Depression & Mood Disorder


Welcome to our website page dedicated to providing valuable insights into depression and mood disorders. As an experienced medical professional, Dr. Amrit Pattojoshi aims to shed light on this important topic and help you understand the complexities surrounding these conditions. In this article, we will delve into the nature of depression, explore common mood disorders, and discuss the role of electrocardiography (ECG) in their diagnosis.

Depression & Mood Disorders: A Closer Look:

Depression is a common mental health condition characterized by persistent feelings of sadness, hopelessness, and a loss of interest or pleasure in activities. It is essential to recognize that depression is more than just feeling down; it is a clinical condition that affects a person's thoughts, emotions, and daily functioning. Mood disorders, on the other hand, encompass a broader spectrum of conditions, including major depressive disorder, bipolar disorder, and dysthymia.

Major Depressive Disorder: Major depressive disorder is the most prevalent type of mood disorder. It involves experiencing intense depressive symptoms that persist for at least two weeks or longer. These symptoms may include persistent sadness, fatigue, changes in appetite, sleep disturbances, and difficulty concentrating.
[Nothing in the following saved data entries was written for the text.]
// ABOUTME: The audited release record: one attempt to deploy a revision to an environment.
// ABOUTME: Every status change is timestamped; snapshots land in the append-only log.

use chrono::{DateTime, Utc};
use serde::{Deserialize, Serialize};

use crate::types::{ArtifactRef, EnvName, RegistryRef, ReleaseId, SourceRevision};

use super::status::{ReleaseStatus, StatusError};

/// One timestamped status transition.
#[derive(Debug, Clone, Serialize, Deserialize)]
pub struct StatusChange {
    pub status: ReleaseStatus,
    pub at: DateTime<Utc>,
}

/// One attempt to deploy a specific revision to an environment.
///
/// Created when a deployment is requested, mutated only by the orchestrator,
/// and retained indefinitely for audit.
#[derive(Debug, Clone, Serialize, Deserialize)]
pub struct Release {
    pub id: ReleaseId,
    pub revision: SourceRevision,
    pub environment: EnvName,

    /// Set once the build phase produces an artifact.
    #[serde(default)]
    pub artifact: Option<ArtifactRef>,

    /// Set once the transport phase pushes the artifact; rollback pulls
    /// the previous release's registry reference back onto the host.
    #[serde(default)]
    pub registry_ref: Option<RegistryRef>,

    pub status: ReleaseStatus,

    /// Failure reason, human-readable. Empty while the release is healthy.
    #[serde(default)]
    pub reason: Option<String>,

    /// Timestamped status history, oldest first.
    pub history: Vec<StatusChange>,
}

impl Release {
    /// Record a new pending release.
    pub fn new(id: ReleaseId, revision: SourceRevision, environment: EnvName) -> Self {
        Self {
            id,
            revision,
            environment,
            artifact: None,
            registry_ref: None,
            status: ReleaseStatus::Pending,
            reason: None,
            history: vec![StatusChange {
                status: ReleaseStatus::Pending,
                at: Utc::now(),
            }],
        }
    }

    /// Advance to the next status, enforcing the legal transition table.
    pub fn advance(&mut self, next: ReleaseStatus) -> Result<(), StatusError> {
        if !self.status.can_transition_to(next) {
            return Err(StatusError {
                from: self.status,
                to: next,
            });
        }

        self.status = next;
        self.history.push(StatusChange {
            status: next,
            at: Utc::now(),
        });
        Ok(())
    }

    /// Mark the release failed with a reason.
    pub fn fail(&mut self, reason: impl Into<String>) -> Result<(), StatusError> {
        self.advance(ReleaseStatus::Failed)?;
        self.reason = Some(reason.into());
        Ok(())
    }

    /// When the release entered its current status.
    pub fn status_since(&self) -> Option<DateTime<Utc>> {
        self.history.last().map(|c| c.at)
    }
}

#[cfg(test)]
mod tests {
    use super::*;

    fn release() -> Release {
        Release::new(
            ReleaseId::first(),
            SourceRevision::new("a1b2c3d").unwrap(),
            EnvName::new("production").unwrap(),
        )
    }

    #[test]
    fn new_release_starts_pending_with_history() {
        let r = release();
        assert_eq!(r.status, ReleaseStatus::Pending);
        assert_eq!(r.history.len(), 1);
        assert_eq!(r.history[0].status, ReleaseStatus::Pending);
    }

    #[test]
    fn advance_appends_history() {
        let mut r = release();
        r.advance(ReleaseStatus::Building).unwrap();
        r.advance(ReleaseStatus::Transporting).unwrap();
        assert_eq!(r.history.len(), 3);
        assert_eq!(r.status, ReleaseStatus::Transporting);
    }

    #[test]
    fn illegal_advance_is_rejected_and_leaves_state_untouched() {
        let mut r = release();
        let err = r.advance(ReleaseStatus::Live).unwrap_err();
        assert_eq!(err.from, ReleaseStatus::Pending);
        assert_eq!(err.to, ReleaseStatus::Live);
        assert_eq!(r.status, ReleaseStatus::Pending);
        assert_eq!(r.history.len(), 1);
    }

    #[test]
    fn fail_records_reason() {
        let mut r = release();
        r.advance(ReleaseStatus::Building).unwrap();
        r.fail("build exited with status 2").unwrap();
        assert_eq!(r.status, ReleaseStatus::Failed);
        assert_eq!(r.reason.as_deref(), Some("build exited with status 2"));
    }

    #[test]
    fn release_round_trips_through_json() {
        let mut r = release();
        r.advance(ReleaseStatus::Building).unwrap();
        r.artifact = Some(ArtifactRef::parse("registry.example.com/app:a1b2c3d").unwrap());

        let json = serde_json::to_string(&r).unwrap();
        let back: Release = serde_json::from_str(&json).unwrap();
        assert_eq!(back.id, r.id);
        assert_eq!(back.status, ReleaseStatus::Building);
        assert_eq!(back.artifact, r.artifact);
    }
}
// ABOUTME: DNS-compatible service name validation.
// ABOUTME: Ensures service names follow RFC 1123 label requirements.

use serde::{Deserialize, Deserializer, Serialize, Serializer};
use std::fmt;
use thiserror::Error;

#[derive(Debug, Error)]
pub enum ServiceNameError {
    #[error("service name cannot be empty")]
    Empty,

    #[error("service name exceeds maximum length of 63 characters")]
    TooLong,

    #[error("service name cannot start with a hyphen")]
    StartsWithHyphen,

    #[error("service name cannot end with a hyphen")]
    EndsWithHyphen,

    #[error("service name must be lowercase")]
    NotLowercase,

    #[error("invalid character in service name: '{0}'")]
    InvalidChar(char),
}

/// The name of the deployed service.
#[derive(Debug, Clone, PartialEq, Eq, Hash)]
pub struct ServiceName(String);

impl ServiceName {
    pub fn new(value: &str) -> Result<Self, ServiceNameError> {
        if value.is_empty() {
            return Err(ServiceNameError::Empty);
        }

        if value.len() > 63 {
            return Err(ServiceNameError::TooLong);
        }

        if value.starts_with('-') {
            return Err(ServiceNameError::StartsWithHyphen);
        }

        if value.ends_with('-') {
            return Err(ServiceNameError::EndsWithHyphen);
        }

        for c in value.chars() {
            if c.is_ascii_uppercase() {
                return Err(ServiceNameError::NotLowercase);
            }
            if !c.is_ascii_lowercase() && !c.is_ascii_digit() && c != '-' {
                return Err(ServiceNameError::InvalidChar(c));
            }
        }

        Ok(Self(value.to_string()))
    }

    pub fn as_str(&self) -> &str {
        &self.0
    }
}

impl fmt::Display for ServiceName {
    fn fmt(&self, f: &mut fmt::Formatter<'_>) -> fmt::Result {
        write!(f, "{}", self.0)
    }
}

impl Serialize for ServiceName {
    fn serialize<S: Serializer>(&self, serializer: S) -> Result<S::Ok, S::Error> {
        self.0.serialize(serializer)
    }
}

impl<'de> Deserialize<'de> for ServiceName {
    fn deserialize<D: Deserializer<'de>>(deserializer: D) -> Result<Self, D::Error> {
        let value = String::deserialize(deserializer)?;
        ServiceName::new(&value).map_err(serde::de::Error::custom)
    }
}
Bipolar Disorder: Bipolar disorder is characterized by extreme shifts in mood, ranging from periods of elevated, euphoric feelings (manic episodes) to episodes of depression. These mood swings can significantly impact an individual's daily life, relationships, and overall well-being.

Dysthymia: Dysthymia, also known as persistent depressive disorder, involves long-term, chronic symptoms of depression that last for at least two years or longer. While the symptoms may be less severe than those of major depressive disorder, they can still have a significant impact on a person's quality of life.

The Role of ECG in Diagnosis:

Electrocardiography (ECG) is a diagnostic tool commonly used in cardiology to evaluate the electrical activity of the heart. While it may seem unrelated to mental health, recent research suggests a potential connection between heart health and mood disorders.

Studies have shown that individuals with depression and mood disorders may exhibit changes in their heart's electrical patterns, as reflected in their ECG readings. These abnormalities could be indicators of an increased risk of cardiovascular diseases and can help healthcare professionals identify individuals who may require additional cardiac assessments.

Additionally, some medications used in the treatment of depression and mood disorders, such as certain antidepressants, can affect the heart's electrical conduction system. Regular ECG monitoring is vital to ensure the safety and effectiveness of these medications.


Depression and mood disorders can significantly impact an individual's life, making it crucial to raise awareness and foster understanding. By exploring the various types of mood disorders and highlighting the potential role of ECG in their diagnosis, we hope to provide you with valuable insights and encourage open conversations about mental health.

Remember, seeking professional help is crucial if you or someone you know is experiencing symptoms of depression or a mood disorder. Dr. Amrit Pattojoshi and our dedicated team are here to provide the support and guidance needed to navigate these challenges. Together, we can work towards a brighter and healthier future.